* _Input data_
//! Restartable C/C++ token scanner.
//!
//! One token per call, dispatched on the first character. The scanner never
//! fails: malformed input degrades to error-kind tokens or split tokens
//! ([`Part::Start`](relex_core::Part)), and the host re-requests completion
//! from a later buffer using the persisted [`LexerState`].
//!
//! Escaped newlines (`\` followed by a line break) are transparent inside
//! identifiers, literals, and directives: `ch\`⏎`ar` still classifies as the
//! `char` keyword, while its token text keeps the raw spelling.

use relex_core::{Cursor, KeywordFilter, LexerState, Scanner, Token};

use crate::token_id::CppTokenId;

/// Resume state persisted between buffer windows.
///
/// `Init` means no construct is open. Every other variant names the
/// construct a previous window left unfinished.
#[derive(Clone, Copy, PartialEq, Eq, Debug)]
#[repr(u8)]
pub(crate) enum CppState {
    Init = 0,
    InLineComment = 1,
    InDoxygenLineComment = 2,
    InBlockComment = 3,
    InDoxygenComment = 4,
    InString = 5,
    InStringEscape = 6,
    InChar = 7,
    InCharEscape = 8,
    InRawString = 9,
    InDirective = 10,
    InDirectiveComment = 11,
    InDirectiveLineComment = 12,
    InDirectiveString = 13,
    InDirectiveStringEscape = 14,
    InDirectiveChar = 15,
    InDirectiveCharEscape = 16,
    InSysInclude = 17,
    InUserInclude = 18,
}

impl CppState {
    pub(crate) fn from_bits(bits: u32) -> Self {
        match bits {
            1 => CppState::InLineComment,
            2 => CppState::InDoxygenLineComment,
            3 => CppState::InBlockComment,
            4 => CppState::InDoxygenComment,
            5 => CppState::InString,
            6 => CppState::InStringEscape,
            7 => CppState::InChar,
            8 => CppState::InCharEscape,
            9 => CppState::InRawString,
            10 => CppState::InDirective,
            11 => CppState::InDirectiveComment,
            12 => CppState::InDirectiveLineComment,
            13 => CppState::InDirectiveString,
            14 => CppState::InDirectiveStringEscape,
            15 => CppState::InDirectiveChar,
            16 => CppState::InDirectiveCharEscape,
            17 => CppState::InSysInclude,
            18 => CppState::InUserInclude,
            _ => CppState::Init,
        }
    }

    pub(crate) fn bits(self) -> u8 {
        self as u8
    }
}

/// Whether the scanner treats `#` as the start of a whole-line directive
/// token or lexes directive content token by token (for the wrapping
/// preprocessor scanner).
#[derive(Clone, Copy, PartialEq, Eq, Debug)]
pub(crate) enum Mode {
    Source,
    Directive,
}

/// Outcome of skipping a quoted literal embedded in a directive body.
enum DirectiveLiteral {
    Closed,
    LineEnd,
    Eof,
    EofEscape,
}

/// Outcome of skipping a line comment embedded in a directive body.
enum DirectiveLineComment {
    Newline,
    Eof,
}

fn is_ident_start(c: char) -> bool {
    c == '_' || c == '$' || c.is_alphabetic()
}

fn is_ident_part(c: char) -> bool {
    c == '_' || c == '$' || c.is_alphanumeric()
}

/// Hand-written scanner for C and C++ source.
///
/// The keyword filter decides which spellings are live, so the same scanner
/// serves both languages: construct it with [`CppKeywords`](crate::CppKeywords)
/// or [`CKeywords`](crate::CKeywords).
pub struct CppScanner<'a> {
    cursor: Cursor<'a>,
    filter: &'a dyn KeywordFilter<CppTokenId>,
    state: CppState,
    mode: Mode,
    /// Inside an `#include` directive: `<...>` and `"..."` are include
    /// targets rather than operator/literal sequences.
    in_include: bool,
    /// Escape-stripped spelling of the last identifier, used for keyword
    /// classification while the token keeps its raw slice.
    scratch: String,
}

* _Work request_
Count, and answer with the number only: how many lines of the data include the string "InDirectiveCharEscape"?

* _Output_
2